今注目されている排泄ケアに「コンチネンスケア」があります。コンチネンスとは、排泄が正常な状態であることを指す言葉で、尿や便がもれない状態をいいます。

コンチネンスケアでは、排泄に関する問題を、失禁だけでなく、排泄しにくい状態も含めて「排泄障害」ととらえて対処することにより、自立排泄をめざすケアを行います。具体的には、以下の4段階で排泄障害のある高齢者の問題点と解決策を検討し、自立排泄への支援を行います。

  1. 背景として何が考えられるか

病気や心身状況、薬の服用状況など、排泄障害を起こしている原因について考える。

  1. この状態で、誰が何に困っていると考えられるか

排泄障害が起こっていることにより、介護者や本人がどのようなことに困っているかを考える。

  1. さらに何を知る必要があるか

自立排泄をめざすうえでさらにどのような情報が必要かを洗い出す。

  1. 解決に向けたアプローチ

本人だけでなく介護者や家族も含め、誰に何を使ってどのような方法で、今起こっている問題を解決するかを考える。

 

自立排泄に向けたコンチネンスケアを広めるTENAの取り組み

自立排泄に向けたコンチネンスケアには、おむつメーカーも注目しています。世界100か国以上で多くの人に愛用されている排泄ケアブランドTENA(テーナ)では、施設や病院向けにコンチネンスケアに関わるセミナーを全国で開催しています。セミナーでは、コンチネンスケアを理解して現場で実践するためのリーダーを育成します。
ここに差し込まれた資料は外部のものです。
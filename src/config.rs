//! 应用配置模块
//!
//! 所有配置保存在配置目录的 `config.json` 中，每个关注点一个小节（`sync`、`log`）。

use crate::core::comparator::CompareConfig;
use crate::core::engine::SyncDirection;
use serde::{Deserialize, Serialize};
use std::fs;
use std::io;
use std::path::{Path, PathBuf};

/// 默认的忽略规则文件名
pub const DEFAULT_IGNORE_FILE: &str = ".bucketsyncignore";

/// 存储类型
#[derive(Debug, Clone, Serialize, Deserialize, PartialEq, Eq)]
#[serde(rename_all = "lowercase")]
pub enum StorageType {
    Local,
    S3,
}

/// 存储配置
#[derive(Debug, Clone, Serialize, Deserialize)]
#[serde(rename_all = "camelCase")]
pub struct StorageConfig {
    #[serde(rename = "type")]
    pub typ: StorageType,
    #[serde(skip_serializing_if = "Option::is_none")]
    pub path: Option<String>,
    #[serde(skip_serializing_if = "Option::is_none")]
    pub bucket: Option<String>,
    #[serde(skip_serializing_if = "Option::is_none")]
    pub region: Option<String>,
    #[serde(skip_serializing_if = "Option::is_none")]
    pub access_key: Option<String>,
    #[serde(skip_serializing_if = "Option::is_none")]
    pub secret_key: Option<String>,
    #[serde(skip_serializing_if = "Option::is_none")]
    pub endpoint: Option<String>,
    #[serde(skip_serializing_if = "Option::is_none")]
    pub prefix: Option<String>,
    /// 本地存储是否计算 MD5 指纹（关闭后只能按大小+时间比较）
    #[serde(default = "default_true")]
    pub checksum: bool,
}

fn default_true() -> bool {
    true
}

/// 同步配置
#[derive(Debug, Clone, Serialize, Deserialize)]
#[serde(rename_all = "camelCase", default)]
pub struct SyncConfig {
    /// 最大并发传输数
    pub max_concurrent_transfers: usize,
    /// 大文件阈值（字节），不小于此大小的文件使用分片传输
    pub multipart_threshold: u64,
    /// 分片大小（字节）
    pub chunk_size: u64,
    /// 单个操作的最大尝试次数（含第一次）
    pub max_attempts: u32,
    /// 重试基础延迟（毫秒），每次翻倍
    pub retry_base_delay_ms: u64,
    /// 重试延迟上限（毫秒）
    pub retry_max_delay_ms: u64,
    /// 只计算计划，不执行
    pub dry_run: bool,
    /// 忽略规则文件名（位于本地根目录）
    pub ignore_file: String,
    /// 额外的忽略规则
    pub ignore_patterns: Vec<String>,
    pub compare: CompareConfig,
}

impl Default for SyncConfig {
    fn default() -> Self {
        Self {
            max_concurrent_transfers: 4,
            multipart_threshold: 16 * 1024 * 1024, // 16MB
            chunk_size: 8 * 1024 * 1024,           // 8MB，S3 要求除最后一片外不小于 5MB
            max_attempts: 5,
            retry_base_delay_ms: 500,
            retry_max_delay_ms: 30_000,
            dry_run: false,
            ignore_file: DEFAULT_IGNORE_FILE.to_string(),
            ignore_patterns: vec![],
            compare: CompareConfig::default(),
        }
    }
}

impl SyncConfig {
    /// 从配置文件加载同步配置
    pub fn load(config_dir: &Path) -> Self {
        read_section(config_dir, "sync").unwrap_or_default()
    }

    /// 保存同步配置
    pub fn save(&self, config_dir: &Path) -> io::Result<()> {
        write_section(config_dir, "sync", self)
    }

    /// 检查配置是否可用
    pub fn validate(&self) -> Result<(), crate::error::SyncError> {
        use crate::error::SyncError;

        if self.max_concurrent_transfers == 0 {
            return Err(SyncError::Config("maxConcurrentTransfers 不能为 0".into()));
        }
        if self.chunk_size == 0 {
            return Err(SyncError::Config("chunkSize 不能为 0".into()));
        }
        if self.max_attempts == 0 {
            return Err(SyncError::Config("maxAttempts 不能为 0".into()));
        }
        Ok(())
    }

    /// 在 `validate` 的基础上检查远程存储的限制
    pub fn validate_for(&self, remote: &StorageConfig) -> Result<(), crate::error::SyncError> {
        use crate::error::SyncError;
        use crate::storage::S3_MIN_PART_SIZE;

        self.validate()?;
        if remote.typ == StorageType::S3 && self.chunk_size < S3_MIN_PART_SIZE {
            return Err(SyncError::Config(format!(
                "S3 的 chunkSize 不能小于 {} 字节，当前 {}",
                S3_MIN_PART_SIZE, self.chunk_size
            )));
        }
        Ok(())
    }
}

/// 一次同步任务的描述（命令行读取的 job 文件）
#[derive(Debug, Clone, Serialize, Deserialize)]
#[serde(rename_all = "camelCase")]
pub struct JobConfig {
    /// 本地目录
    pub local_path: String,
    /// 远程存储
    pub remote: StorageConfig,
    #[serde(default = "default_mode")]
    pub mode: SyncDirection,
    #[serde(default)]
    pub delete: bool,
}

fn default_mode() -> SyncDirection {
    SyncDirection::Push
}

impl JobConfig {
    pub fn load(path: &Path) -> anyhow::Result<Self> {
        let content = fs::read_to_string(path)?;
        Ok(serde_json::from_str(&content)?)
    }
}

/// 配置目录：`BUCKETSYNC_CONFIG_DIR`，否则为系统配置目录下的 `bucketsync`
pub fn config_dir() -> PathBuf {
    if let Some(dir) = std::env::var_os("BUCKETSYNC_CONFIG_DIR") {
        return PathBuf::from(dir);
    }

    let base = if cfg!(target_os = "windows") {
        std::env::var("APPDATA").ok().map(PathBuf::from)
    } else if cfg!(target_os = "macos") {
        std::env::var("HOME")
            .ok()
            .map(|h| PathBuf::from(h).join("Library").join("Application Support"))
    } else {
        std::env::var("HOME")
            .ok()
            .map(|h| PathBuf::from(h).join(".config"))
    };

    base.map(|p| p.join("bucketsync"))
        .unwrap_or_else(|| PathBuf::from(".bucketsync"))
}

/// 读取 config.json 中的一个小节，文件或小节不存在、格式错误时返回 `None`
pub(crate) fn read_section<T: serde::de::DeserializeOwned>(
    config_dir: &Path,
    section: &str,
) -> Option<T> {
    let content = fs::read_to_string(config_dir.join("config.json")).ok()?;
    let config = serde_json::from_str::<serde_json::Value>(&content).ok()?;
    match serde_json::from_value::<T>(config.get(section)?.clone()) {
        Ok(value) => Some(value),
        Err(e) => {
            tracing::warn!("配置小节 {} 格式错误，使用默认值: {}", section, e);
            None
        }
    }
}

/// 更新 config.json 中的一个小节，保留其它小节
pub(crate) fn write_section<T: Serialize>(
    config_dir: &Path,
    section: &str,
    value: &T,
) -> io::Result<()> {
    let config_file = config_dir.join("config.json");

    // 读取现有配置
    let mut config: serde_json::Value = if config_file.exists() {
        let content = fs::read_to_string(&config_file)?;
        serde_json::from_str(&content).unwrap_or_else(|_| serde_json::json!({}))
    } else {
        serde_json::json!({})
    };

    config[section] = serde_json::to_value(value)?;

    fs::create_dir_all(config_dir)?;
    fs::write(&config_file, serde_json::to_string_pretty(&config)?)
}

#[cfg(test)]
mod tests {
    use super::*;

    #[test]
    fn missing_file_gives_defaults() {
        let dir = tempfile::tempdir().unwrap();
        let config = SyncConfig::load(dir.path());
        assert_eq!(config.max_concurrent_transfers, 4);
        assert_eq!(config.ignore_file, DEFAULT_IGNORE_FILE);
    }

    #[test]
    fn partial_section_keeps_other_defaults() {
        let dir = tempfile::tempdir().unwrap();
        std::fs::write(
            dir.path().join("config.json"),
            r#"{"sync": {"maxAttempts": 2, "ignorePatterns": ["*.tmp"]}, "log": {"level": "debug"}}"#,
        )
        .unwrap();

        let config = SyncConfig::load(dir.path());
        assert_eq!(config.max_attempts, 2);
        assert_eq!(config.ignore_patterns, vec!["*.tmp".to_string()]);
        assert_eq!(config.chunk_size, 8 * 1024 * 1024);
    }

    #[test]
    fn save_preserves_other_sections() {
        let dir = tempfile::tempdir().unwrap();
        std::fs::write(dir.path().join("config.json"), r#"{"log": {"level": "warn"}}"#).unwrap();

        let config = SyncConfig {
            dry_run: true,
            ..Default::default()
        };
        config.save(dir.path()).unwrap();

        let raw: serde_json::Value =
            serde_json::from_str(&std::fs::read_to_string(dir.path().join("config.json")).unwrap())
                .unwrap();
        assert_eq!(raw["log"]["level"], "warn");
        assert_eq!(raw["sync"]["dryRun"], true);
    }

    #[test]
    fn zero_workers_is_rejected() {
        let config = SyncConfig {
            max_concurrent_transfers: 0,
            ..Default::default()
        };
        assert!(config.validate().is_err());
    }

    #[test]
    fn small_chunks_are_rejected_only_for_s3() {
        let remote = |typ| StorageConfig {
            typ,
            path: Some("/backup".into()),
            bucket: Some("b".into()),
            region: Some("us-east-1".into()),
            access_key: None,
            secret_key: None,
            endpoint: None,
            prefix: None,
            checksum: true,
        };
        let config = SyncConfig {
            chunk_size: 1024 * 1024,
            ..Default::default()
        };

        assert!(matches!(
            config.validate_for(&remote(StorageType::S3)),
            Err(crate::error::SyncError::Config(_))
        ));
        assert!(config.validate_for(&remote(StorageType::Local)).is_ok());
        assert!(SyncConfig::default()
            .validate_for(&remote(StorageType::S3))
            .is_ok());
    }

    #[test]
    fn job_file_defaults_to_push_without_delete() {
        let job: JobConfig = serde_json::from_str(
            r#"{"localPath": "/data", "remote": {"type": "s3", "bucket": "b", "region": "us-east-1"}}"#,
        )
        .unwrap();
        assert_eq!(job.mode, SyncDirection::Push);
        assert!(!job.delete);
        assert!(job.remote.checksum);
    }
}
また、TENAを販売するユニ・チャームメンリッケ株式会社では、コンチネンスケアを導入する施設に専属のアドバイザーを派遣しています。派遣対象となるのは、TENAを導入しコンチネンスケアに取り組んでいる事業所で、各施設や病院で実施される組織的な排泄ケアの改善活動のサポートを行っています。

山形県の「特別養護老人ホームゆうすい」や埼玉県の「特別養護老人ホーム常盤苑」のように、介護施設でもコンチネンスサポートチームを立ち上げ、自立排泄に向けたコンチネンスケアを行うところが増えてきています。今後、ますますコンチネンスケアは広がっていくことが予想されます。

 

これからの自立排泄支援は「ソーシャルコンチネンス」が目標になる

これまでの自立排泄支援は「ひとりでトイレに行き排泄できること」を目標としていました。しかし、介護を必要とせず誰にも迷惑をかけずとも自立した排泄を行うということは、それだけではありません。排泄に失敗があっても自力でパッド交換できる人や、介助者がトイレに連れていくことができれば気持ちよく排泄できる人もいます。これからは、自立排泄支援の目標は「トイレで排泄できること」から、「それぞれの能力に応じた排泄の自立」となっていくことでしょう。